Supplied entries:
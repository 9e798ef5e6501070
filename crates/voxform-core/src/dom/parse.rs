//! html5ever parsing into the arena.

use html5ever::parse_document;
use html5ever::tendril::TendrilSink;
use markup5ever_rcdom::{Handle, NodeData as RcNodeData, RcDom};

use super::{Attr, Document, ElementData, NodeData, NodeId};

pub(super) fn parse_html(html: &str) -> Document {
    let dom = parse_document(RcDom::default(), Default::default()).one(html);

    let mut doc = Document::new();
    let root = doc.root();

    // Explicit stack instead of recursion: uploaded forms can nest deeply.
    let mut pending: Vec<(NodeId, Handle)> = dom
        .document
        .children
        .borrow()
        .iter()
        .rev()
        .map(|child| (root, child.clone()))
        .collect();

    while let Some((parent, handle)) = pending.pop() {
        let data = match &handle.data {
            RcNodeData::Document => continue,
            RcNodeData::Doctype { name, .. } => NodeData::Doctype {
                name: name.to_string(),
            },
            RcNodeData::Text { contents } => NodeData::Text(contents.borrow().to_string()),
            RcNodeData::Comment { contents } => NodeData::Comment(contents.to_string()),
            RcNodeData::ProcessingInstruction { target, contents } => {
                NodeData::ProcessingInstruction {
                    target: target.to_string(),
                    data: contents.to_string(),
                }
            }
            RcNodeData::Element { name, attrs, .. } => NodeData::Element(ElementData {
                name: name.clone(),
                attrs: attrs
                    .borrow()
                    .iter()
                    .map(|attr| Attr {
                        name: attr.name.clone(),
                        value: attr.value.to_string(),
                    })
                    .collect(),
            }),
        };

        let id = doc.push_node(data);
        doc.append_child(parent, id);

        let mut children: Vec<Handle> = handle.children.borrow().iter().cloned().collect();
        // <template> content lives in a separate fragment; inline it.
        if let RcNodeData::Element { template_contents, .. } = &handle.data {
            if let Some(contents) = template_contents.borrow().as_ref() {
                children.extend(contents.children.borrow().iter().cloned());
            }
        }
        pending.extend(children.into_iter().rev().map(|child| (id, child)));
    }

    doc
}
//! Interaction state shared by region event handlers.

use crate::region::RegionId;
use crate::voice::VoiceCommandInterpreter;

/// Everything a region handler may read or change besides its own state.
#[derive(Debug)]
pub struct InteractionContext {
    focused: Option<RegionId>,
    image_target: Option<RegionId>,
    pub voice: VoiceCommandInterpreter,
}

impl InteractionContext {
    pub fn new(voice: VoiceCommandInterpreter) -> Self {
        Self {
            focused: None,
            image_target: None,
            voice,
        }
    }

    pub fn focused(&self) -> Option<&RegionId> {
        self.focused.as_ref()
    }

    pub fn set_focused(&mut self, region: Option<RegionId>) {
        self.focused = region;
    }

    /// Remember which region the next image attachment goes to.
    pub fn request_image(&mut self, region: RegionId) {
        self.image_target = Some(region);
    }

    pub fn image_target(&self) -> Option<&RegionId> {
        self.image_target.as_ref()
    }

    pub fn take_image_target(&mut self) -> Option<RegionId> {
        self.image_target.take()
    }
}

impl Default for InteractionContext {
    fn default() -> Self {
        Self::new(VoiceCommandInterpreter::default())
    }
}
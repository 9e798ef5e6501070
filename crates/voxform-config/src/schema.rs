//! Configuration schema definitions.

use serde::{Deserialize, Serialize};
use std::path::PathBuf;

/// Root configuration.
#[derive(Debug, Clone, Default, Serialize, Deserialize)]
pub struct Config {
    #[serde(default)]
    pub server: ServerConfig,

    #[serde(default)]
    pub provider: ProviderConfig,

    #[serde(default)]
    pub voice: VoiceConfig,

    #[serde(default)]
    pub logging: LoggingConfig,
}

/// HTTP server configuration.
#[derive(Debug, Clone, Serialize, Deserialize)]
pub struct ServerConfig {
    #[serde(default = "default_host")]
    pub host: String,

    #[serde(default = "default_port")]
    pub port: u16,

    /// Browser origins allowed to call the API.
    #[serde(default = "default_cors_origins")]
    pub cors_origins: Vec<String>,
}

impl Default for ServerConfig {
    fn default() -> Self {
        Self {
            host: default_host(),
            port: default_port(),
            cors_origins: default_cors_origins(),
        }
    }
}

fn default_host() -> String {
    "127.0.0.1".to_string()
}

fn default_port() -> u16 {
    3001
}

fn default_cors_origins() -> Vec<String> {
    vec![
        "http://localhost:5173".to_string(),
        "http://localhost:3000".to_string(),
        "http://localhost:5174".to_string(),
    ]
}

/// Chat completion provider used by the voice agent.
#[derive(Debug, Clone, Serialize, Deserialize)]
pub struct ProviderConfig {
    /// Falls back to `OPENAI_API_KEY` when unset.
    #[serde(default)]
    pub api_key: Option<String>,

    /// OpenAI-compatible chat completions URL.
    #[serde(default)]
    pub base_url: Option<String>,

    #[serde(default = "default_model")]
    pub model: String,

    #[serde(default = "default_temperature")]
    pub temperature: f32,

    #[serde(default = "default_max_tokens")]
    pub max_tokens: u32,

    /// Request timeout. `None` keeps the transport default.
    #[serde(default)]
    pub timeout_seconds: Option<u64>,
}

impl Default for ProviderConfig {
    fn default() -> Self {
        Self {
            api_key: None,
            base_url: None,
            model: default_model(),
            temperature: default_temperature(),
            max_tokens: default_max_tokens(),
            timeout_seconds: None,
        }
    }
}

fn default_model() -> String {
    "gpt-4o-mini".to_string()
}

fn default_temperature() -> f32 {
    0.3
}

fn default_max_tokens() -> u32 {
    150
}

/// Client side of voice filling.
#[derive(Debug, Clone, Serialize, Deserialize)]
pub struct VoiceConfig {
    /// Voice agent endpoint used by the command line client.
    #[serde(default = "default_endpoint")]
    pub endpoint: String,

    /// Optional instruction prompt sent with every transcript.
    #[serde(default)]
    pub prompt: Option<String>,

    /// Instructions are applied only when their confidence is strictly above this.
    #[serde(default = "default_confidence_threshold")]
    pub confidence_threshold: f64,
}

impl Default for VoiceConfig {
    fn default() -> Self {
        Self {
            endpoint: default_endpoint(),
            prompt: None,
            confidence_threshold: default_confidence_threshold(),
        }
    }
}

fn default_endpoint() -> String {
    "http://localhost:3001/api/voice-agent".to_string()
}

fn default_confidence_threshold() -> f64 {
    0.5
}

/// Log output configuration.
#[derive(Debug, Clone, Default, Serialize, Deserialize)]
pub struct LoggingConfig {
    /// Directory for rolling log files. Defaults to `~/.voxform/logs`.
    #[serde(default)]
    pub dir: Option<PathBuf>,
}

#[cfg(test)]
#[path = "schema_tests.rs"]
mod tests;
//! Voice agent: transcript in, fill instruction out.

use std::sync::Arc;

use async_trait::async_trait;
use serde::Serialize;
use serde_json::Value;
use tracing::{debug, error, warn};
use voxform_config::ProviderConfig;
use voxform_protocols::{
    ChatProvider, ChatRequest, FillAction, FillInstruction, InterpretError, InterpretRequest,
    ProviderError, TranscriptInterpreter, ValueType,
};

pub const DEFAULT_MODEL: &str = "gpt-4o-mini";

/// Confidence assumed when the model leaves it out.
pub const DEFAULT_CONFIDENCE: f64 = 0.7;

pub const DEFAULT_SYSTEM_PROMPT: &str = r#"You are an intelligent form-filling assistant. Analyze voice commands and return JSON only.

Rules:
1. If user says a value (name, number, text), use action: "replace"
2. If user says "add" or "append", use action: "append"
3. If user says "clear", "delete", or "remove", use action: "clear"
4. Extract the actual value from the transcript
5. Determine if it's text, number, date, or email
6. Return confidence 0-1 (higher = more certain)

Examples:
- "John Smith" → {"action": "replace", "value": "John Smith", "type": "text", "confidence": 0.95}
- "add incorporated" → {"action": "append", "value": "incorporated", "type": "text", "confidence": 0.9}
- "clear this field" → {"action": "clear", "value": "", "type": "text", "confidence": 0.95}
- "12345" → {"action": "replace", "value": "12345", "type": "number", "confidence": 0.9}

Return ONLY valid JSON, no other text."#;

/// Body of a voice agent response: the instruction, plus the reason when it
/// had to be degraded.
#[derive(Debug, Clone, PartialEq, Serialize)]
pub struct AgentReply {
    #[serde(flatten)]
    pub instruction: FillInstruction,

    #[serde(skip_serializing_if = "Option::is_none")]
    pub error: Option<String>,
}

impl AgentReply {
    pub fn ok(instruction: FillInstruction) -> Self {
        Self {
            instruction,
            error: None,
        }
    }

    pub fn rejected(instruction: FillInstruction, error: impl Into<String>) -> Self {
        Self {
            instruction,
            error: Some(error.into()),
        }
    }
}

/// Prompts a chat provider with a transcript and normalizes its answer.
pub struct VoiceAgent {
    provider: Option<Arc<dyn ChatProvider>>,
    model: String,
    temperature: f32,
    max_tokens: u32,
}

impl VoiceAgent {
    /// Without a provider every request fails upstream and degrades.
    pub fn new(provider: Option<Arc<dyn ChatProvider>>) -> Self {
        Self {
            provider,
            model: DEFAULT_MODEL.to_string(),
            temperature: 0.3,
            max_tokens: 150,
        }
    }

    pub fn from_config(config: &ProviderConfig, provider: Option<Arc<dyn ChatProvider>>) -> Self {
        Self::new(provider)
            .with_model(config.model.clone())
            .with_temperature(config.temperature)
            .with_max_tokens(config.max_tokens)
    }

    pub fn with_model(mut self, model: impl Into<String>) -> Self {
        self.model = model.into();
        self
    }

    pub fn with_temperature(mut self, temperature: f32) -> Self {
        self.temperature = temperature;
        self
    }

    pub fn with_max_tokens(mut self, max_tokens: u32) -> Self {
        self.max_tokens = max_tokens;
        self
    }

    pub fn is_configured(&self) -> bool {
        self.provider.is_some()
    }

    pub fn model(&self) -> &str {
        &self.model
    }

    /// Answer an endpoint request. Only a missing transcript is an error;
    /// upstream failures come back as the fallback instruction with `error` set.
    pub async fn respond(&self, request: &InterpretRequest) -> Result<AgentReply, InterpretError> {
        match self.complete(request).await {
            Ok(instruction) => Ok(AgentReply::ok(instruction)),
            Err(InterpretError::MissingTranscript) => Err(InterpretError::MissingTranscript),
            Err(e) => {
                error!(error = %e, "Voice agent upstream call failed");
                Ok(AgentReply::rejected(
                    FillInstruction::fallback(request.transcript.clone()),
                    e.to_string(),
                ))
            }
        }
    }

    async fn complete(&self, request: &InterpretRequest) -> Result<FillInstruction, InterpretError> {
        if request.transcript.is_empty() {
            return Err(InterpretError::MissingTranscript);
        }
        let provider = self
            .provider
            .as_ref()
            .ok_or_else(|| ProviderError::NotConfigured("OPENAI_API_KEY is not set".to_string()))?;

        let system = request
            .prompt
            .as_deref()
            .filter(|prompt| !prompt.is_empty())
            .unwrap_or(DEFAULT_SYSTEM_PROMPT);
        let chat = ChatRequest::new(&self.model, system, &request.transcript)
            .with_temperature(self.temperature)
            .with_max_tokens(self.max_tokens);

        debug!(provider = provider.id(), transcript = %request.transcript, "Interpreting transcript");
        let output = provider.complete_json(chat).await?;
        Ok(normalize_output(&output, &request.transcript))
    }
}

#[async_trait]
impl TranscriptInterpreter for VoiceAgent {
    async fn interpret(&self, request: InterpretRequest) -> Result<FillInstruction, InterpretError> {
        self.complete(&request).await
    }
}

/// Parse raw model output into an instruction, filling in whatever the
/// model left out. Unparseable output yields the fallback instruction.
pub fn normalize_output(output: &str, transcript: &str) -> FillInstruction {
    let fields = match serde_json::from_str::<Value>(output.trim()) {
        Ok(Value::Object(fields)) => fields,
        Ok(other) => {
            warn!(output = %other, "Model output is not a JSON object");
            return FillInstruction::fallback(transcript);
        }
        Err(e) => {
            warn!(error = %e, "Model output is not valid JSON");
            return FillInstruction::fallback(transcript);
        }
    };

    let action = match fields.get("action") {
        Some(action) if is_truthy(action) => {
            serde_json::from_value(action.clone()).unwrap_or(FillAction::Unknown)
        }
        _ => FillAction::Replace,
    };

    let value = match fields.get("value") {
        None => transcript.to_string(),
        Some(Value::Null) => String::new(),
        Some(Value::String(value)) => value.clone(),
        Some(other) => other.to_string(),
    };

    let value_type = match fields.get("type") {
        Some(value_type) if is_truthy(value_type) => {
            serde_json::from_value(value_type.clone()).unwrap_or(ValueType::Other)
        }
        _ => ValueType::Text,
    };

    let confidence = match fields.get("confidence") {
        None => DEFAULT_CONFIDENCE,
        Some(Value::Number(n)) => n.as_f64().unwrap_or(0.0),
        Some(Value::String(s)) => s.trim().parse().unwrap_or(0.0),
        Some(_) => 0.0,
    };

    FillInstruction::new(action, value, confidence).with_type(value_type)
}

fn is_truthy(value: &Value) -> bool {
    match value {
        Value::Null => false,
        Value::Bool(b) => *b,
        Value::Number(n) => n.as_f64().is_some_and(|f| f != 0.0),
        Value::String(s) => !s.is_empty(),
        Value::Array(_) | Value::Object(_) => true,
    }
}

#[cfg(test)]
#[path = "agent_tests.rs"]
mod tests;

Problem statement: Repeat exactly the lines of the material above, taking the first line, the line with "let mut doc = Document::new();", and every line between them.

Task output:
repository 9e798ef5e6501070
filename crates/voxform-core/src/dom/parse.rs
//! html5ever parsing into the arena.

use html5ever::parse_document;
use html5ever::tendril::TendrilSink;
use markup5ever_rcdom::{Handle, NodeData as RcNodeData, RcDom};

use super::{Attr, Document, ElementData, NodeData, NodeId};

pub(super) fn parse_html(html: &str) -> Document {
    let dom = parse_document(RcDom::default(), Default::default()).one(html);

    let mut doc = Document::new();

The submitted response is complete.